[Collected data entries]
• • •

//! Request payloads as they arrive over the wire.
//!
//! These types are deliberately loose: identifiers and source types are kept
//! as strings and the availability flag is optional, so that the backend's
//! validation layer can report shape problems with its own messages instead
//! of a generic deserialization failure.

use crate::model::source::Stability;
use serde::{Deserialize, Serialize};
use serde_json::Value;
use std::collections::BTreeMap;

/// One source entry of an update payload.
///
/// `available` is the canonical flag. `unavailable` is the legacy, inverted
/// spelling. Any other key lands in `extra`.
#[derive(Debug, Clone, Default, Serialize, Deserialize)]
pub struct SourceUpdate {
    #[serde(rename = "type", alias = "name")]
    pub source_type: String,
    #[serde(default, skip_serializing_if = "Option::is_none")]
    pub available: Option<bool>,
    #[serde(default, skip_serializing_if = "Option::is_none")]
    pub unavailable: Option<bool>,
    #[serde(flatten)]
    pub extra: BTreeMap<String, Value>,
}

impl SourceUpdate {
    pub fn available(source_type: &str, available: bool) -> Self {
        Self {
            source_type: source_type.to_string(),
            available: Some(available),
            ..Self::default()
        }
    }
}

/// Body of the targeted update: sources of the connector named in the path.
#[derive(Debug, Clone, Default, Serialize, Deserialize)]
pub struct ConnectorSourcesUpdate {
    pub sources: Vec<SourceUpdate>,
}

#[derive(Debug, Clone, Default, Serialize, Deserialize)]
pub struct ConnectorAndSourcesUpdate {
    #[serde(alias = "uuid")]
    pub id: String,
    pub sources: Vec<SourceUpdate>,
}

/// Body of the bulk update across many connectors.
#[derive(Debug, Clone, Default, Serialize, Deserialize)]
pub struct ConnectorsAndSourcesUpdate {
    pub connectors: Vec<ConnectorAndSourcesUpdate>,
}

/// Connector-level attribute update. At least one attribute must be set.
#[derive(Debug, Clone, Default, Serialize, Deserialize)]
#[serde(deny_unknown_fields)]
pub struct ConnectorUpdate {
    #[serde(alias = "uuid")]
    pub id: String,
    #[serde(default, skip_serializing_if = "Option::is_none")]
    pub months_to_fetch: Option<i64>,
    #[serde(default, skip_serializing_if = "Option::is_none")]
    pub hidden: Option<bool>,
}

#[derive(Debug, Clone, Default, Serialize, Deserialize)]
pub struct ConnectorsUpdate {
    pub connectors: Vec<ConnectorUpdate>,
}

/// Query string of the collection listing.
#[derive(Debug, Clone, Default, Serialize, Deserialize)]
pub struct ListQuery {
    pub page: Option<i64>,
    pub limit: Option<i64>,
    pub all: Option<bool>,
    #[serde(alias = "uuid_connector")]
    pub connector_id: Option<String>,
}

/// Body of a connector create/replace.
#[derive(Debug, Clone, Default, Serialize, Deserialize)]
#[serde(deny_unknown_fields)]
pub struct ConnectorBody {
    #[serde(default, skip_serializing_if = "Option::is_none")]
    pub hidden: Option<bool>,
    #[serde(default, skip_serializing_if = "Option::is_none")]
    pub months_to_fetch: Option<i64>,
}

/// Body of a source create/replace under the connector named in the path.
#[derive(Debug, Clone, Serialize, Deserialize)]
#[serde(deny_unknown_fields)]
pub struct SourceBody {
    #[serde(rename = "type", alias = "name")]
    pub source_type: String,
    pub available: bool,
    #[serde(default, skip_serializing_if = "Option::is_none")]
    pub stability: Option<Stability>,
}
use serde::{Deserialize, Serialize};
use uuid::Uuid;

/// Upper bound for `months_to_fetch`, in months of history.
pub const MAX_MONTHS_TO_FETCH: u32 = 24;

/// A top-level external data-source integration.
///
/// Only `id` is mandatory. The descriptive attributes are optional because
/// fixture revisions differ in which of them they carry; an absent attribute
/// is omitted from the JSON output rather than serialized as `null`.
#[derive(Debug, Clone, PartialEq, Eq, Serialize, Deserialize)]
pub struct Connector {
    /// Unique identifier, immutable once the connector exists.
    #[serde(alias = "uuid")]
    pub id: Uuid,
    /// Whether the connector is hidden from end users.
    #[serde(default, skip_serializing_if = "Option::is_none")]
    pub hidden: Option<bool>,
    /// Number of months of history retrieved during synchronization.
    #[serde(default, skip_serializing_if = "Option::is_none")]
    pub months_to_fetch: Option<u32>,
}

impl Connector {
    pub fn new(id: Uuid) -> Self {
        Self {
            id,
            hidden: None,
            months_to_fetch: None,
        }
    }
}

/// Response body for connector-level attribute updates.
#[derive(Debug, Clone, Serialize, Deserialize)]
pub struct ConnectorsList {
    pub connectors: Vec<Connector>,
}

• • •

## WHAT IS EXPECTED
Set every line down again exactly. Begin with the first line of the entries and finish with the line containing "#[serde(flatten)]".

## SOLUTION TO THIS TASK
//! Request payloads as they arrive over the wire.
//!
//! These types are deliberately loose: identifiers and source types are kept
//! as strings and the availability flag is optional, so that the backend's
//! validation layer can report shape problems with its own messages instead
//! of a generic deserialization failure.

use crate::model::source::Stability;
use serde::{Deserialize, Serialize};
use serde_json::Value;
use std::collections::BTreeMap;

/// One source entry of an update payload.
///
/// `available` is the canonical flag. `unavailable` is the legacy, inverted
/// spelling. Any other key lands in `extra`.
#[derive(Debug, Clone, Default, Serialize, Deserialize)]
pub struct SourceUpdate {
    #[serde(rename = "type", alias = "name")]
    pub source_type: String,
    #[serde(default, skip_serializing_if = "Option::is_none")]
    pub available: Option<bool>,
    #[serde(default, skip_serializing_if = "Option::is_none")]
    pub unavailable: Option<bool>,
    #[serde(flatten)]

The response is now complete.